Bart: What's next for you?
Roman: For us, we want to create a logs database that is Kubernetes-native and applicable to all services running in Kubernetes in a streamlined way. We have VictoriaMetrics, a time-series database that is already compatible with Kubernetes service discovery and metrics exposition format, so it can be used by default for collecting all metrics from Kubernetes. We want to do the same for logs because, from my perspective, there are three main telemetry signals: traces, logs, and metrics. Logs and metrics generate the most volume. Currently, we support metrics, and we want to support logs because logs are probably the first priority in terms of data volume that needs to be transferred, processed, and stored.

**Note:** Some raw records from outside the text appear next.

use chrono::{Datelike, Local, NaiveDate};
use once_cell::sync::Lazy;
use regex::Regex;

static YMD: Lazy<Regex> =
    Lazy::new(|| Regex::new(r"^([0-9]{4})-([0-9]{2})-([0-9]{2})$").expect("valid ymd pattern"));

static JP_DATE: Lazy<Regex> = Lazy::new(|| {
    Regex::new(r"([0-9]{4})年([0-9]{1,2})月([0-9]{1,2})日").expect("valid jp date pattern")
});

/// How a date is spelled out for display.
#[derive(Debug, Clone, Copy, PartialEq, Eq)]
pub enum DateStyle {
    /// `2026年02月05日`, empty when absent.
    Padded,
    /// `2026年2月5日`, `-` when absent.
    Unpadded,
}

/// Parses a `YYYY-MM-DD` string as a calendar date with no timezone attached.
///
/// Anything else, including impossible dates such as `2025-02-30`, is absent.
pub fn parse_local_date(value: &str) -> Option<NaiveDate> {
    let caps = YMD.captures(value.trim())?;
    let year = caps[1].parse().ok()?;
    let month = caps[2].parse().ok()?;
    let day = caps[3].parse().ok()?;
    NaiveDate::from_ymd_opt(year, month, day)
}

pub fn today() -> NaiveDate {
    Local::now().date_naive()
}

/// Whole days from `date` to `today`; positive when `date` is in the past.
pub fn days_since(today: NaiveDate, date: NaiveDate) -> i64 {
    (today - date).num_days()
}

pub fn days_since_today(date: Option<NaiveDate>) -> Option<i64> {
    date.map(|date| days_since(today(), date))
}

pub fn is_recently_updated(value: &str, window_days: u32) -> bool {
    Recency::new(window_days).is_new_at(today(), value)
}

/// The window, in days, during which an entry carries a "NEW" badge.
#[derive(Debug, Clone, Copy, PartialEq, Eq)]
pub struct Recency {
    pub window_days: u32,
}

impl Default for Recency {
    fn default() -> Self {
        Self { window_days: 14 }
    }
}

impl Recency {
    pub fn new(window_days: u32) -> Self {
        Self { window_days }
    }

    pub fn is_new_at(&self, today: NaiveDate, value: &str) -> bool {
        self.is_date_new_at(today, parse_local_date(value))
    }

    pub fn is_date_new_at(&self, today: NaiveDate, date: Option<NaiveDate>) -> bool {
        if self.window_days == 0 {
            return false;
        }
        match date {
            Some(date) => {
                let days = days_since(today, date);
                (0..=i64::from(self.window_days)).contains(&days)
            }
            None => false,
        }
    }
}

pub fn format_display_date(value: &str, style: DateStyle) -> String {
    format_date(parse_local_date(value), style)
}

pub fn format_date(date: Option<NaiveDate>, style: DateStyle) -> String {
    match (date, style) {
        (Some(d), DateStyle::Padded) => {
            format!("{}年{:02}月{:02}日", d.year(), d.month(), d.day())
        }
        (Some(d), DateStyle::Unpadded) => format!("{}年{}月{}日", d.year(), d.month(), d.day()),
        (None, DateStyle::Padded) => String::new(),
        (None, DateStyle::Unpadded) => "-".to_string(),
    }
}

/// Pulls the first `{year}年{month}月{day}日` out of free text as `YYYY-MM-DD`.
pub fn extract_date_from_meta(meta: &str) -> Option<String> {
    let caps = JP_DATE.captures(meta)?;
    let month: u32 = caps[2].parse().ok()?;
    let day: u32 = caps[3].parse().ok()?;
    Some(format!("{}-{month:02}-{day:02}", &caps[1]))
}

#[cfg(test)]
mod tests {
    use super::*;

    fn ymd(y: i32, m: u32, d: u32) -> NaiveDate {
        NaiveDate::from_ymd_opt(y, m, d).unwrap()
    }

    #[test]
    fn parses_strict_ymd() {
        assert_eq!(parse_local_date("2025-01-31"), Some(ymd(2025, 1, 31)));
        assert_eq!(parse_local_date(" 2025-01-31 "), Some(ymd(2025, 1, 31)));
    }

    #[test]
    fn malformed_dates_are_absent() {
        for value in [
            "",
            "2025-1-31",
            "25-01-31",
            "2025/01/31",
            "2025-01-31T00:00",
            "abcd-ef-gh",
            "2025-02-30",
            "2025-13-01",
            "２０２５-01-31",
        ] {
            assert_eq!(parse_local_date(value), None, "{value:?}");
        }
    }

    #[test]
    fn formatting_round_trips_the_calendar_date() {
        for value in ["2024-02-29", "2026-10-16", "1999-12-01"] {
            let date = parse_local_date(value).unwrap();
            let padded = format_display_date(value, DateStyle::Padded);
            let back = extract_date_from_meta(&padded).unwrap();
            assert_eq!(parse_local_date(&back), Some(date));

            let unpadded = format_display_date(value, DateStyle::Unpadded);
            let back = extract_date_from_meta(&unpadded).unwrap();
            assert_eq!(parse_local_date(&back), Some(date));
        }
    }

    #[test]
    fn display_styles_and_placeholders() {
        assert_eq!(format_display_date("2026-02-05", DateStyle::Padded), "2026年02月05日");
        assert_eq!(format_display_date("2026-02-05", DateStyle::Unpadded), "2026年2月5日");
        assert_eq!(format_display_date("nope", DateStyle::Padded), "");
        assert_eq!(format_display_date("nope", DateStyle::Unpadded), "-");
    }

    #[test]
    fn recency_window_is_inclusive() {
        let today = ymd(2026, 3, 20);
        let recency = Recency::new(14);
        assert!(recency.is_new_at(today, "2026-03-20"));
        assert!(recency.is_new_at(today, "2026-03-06"));
        assert!(!recency.is_new_at(today, "2026-03-05"));
        assert!(!recency.is_new_at(today, "2026-03-21"));
        assert!(!recency.is_new_at(today, "garbage"));
    }

    #[test]
    fn zero_window_disables_badges() {
        let today = ymd(2026, 3, 20);
        assert!(!Recency::new(0).is_new_at(today, "2026-03-20"));
        assert!(!is_recently_updated(&today.to_string(), 0));
    }

    #[test]
    fn days_since_counts_calendar_days() {
        assert_eq!(days_since(ymd(2026, 3, 1), ymd(2026, 2, 27)), 2);
        assert_eq!(days_since(ymd(2026, 3, 1), ymd(2026, 3, 2)), -1);
        assert_eq!(days_since_today(None), None);
        assert_eq!(days_since_today(Some(today())), Some(0));
    }

    #[test]
    fn extracts_date_from_meta_text() {
        assert_eq!(
            extract_date_from_meta("更新日：2026年2月10日").as_deref(),
            Some("2026-02-10")
        );
        assert_eq!(extract_date_from_meta("更新日：未定"), None);
    }
}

If people want to get in touch with us, the best way is to open a ticket on VictoriaMetrics GitHub. You can also check our VictoriaMetrics Documentation on VictoriaMetrics GitHub or our website to find our VictoriaMetrics Slack community, Stack Overflow community, or email us - all those links are in our VictoriaMetrics Documentation. We have about three thousand people in VictoriaMetrics Slack, so I guess that's the most popular platform right now. Just join our public VictoriaMetrics Slack, ask questions, and we will be happy to help.
Bart: Thank you very much for your time today.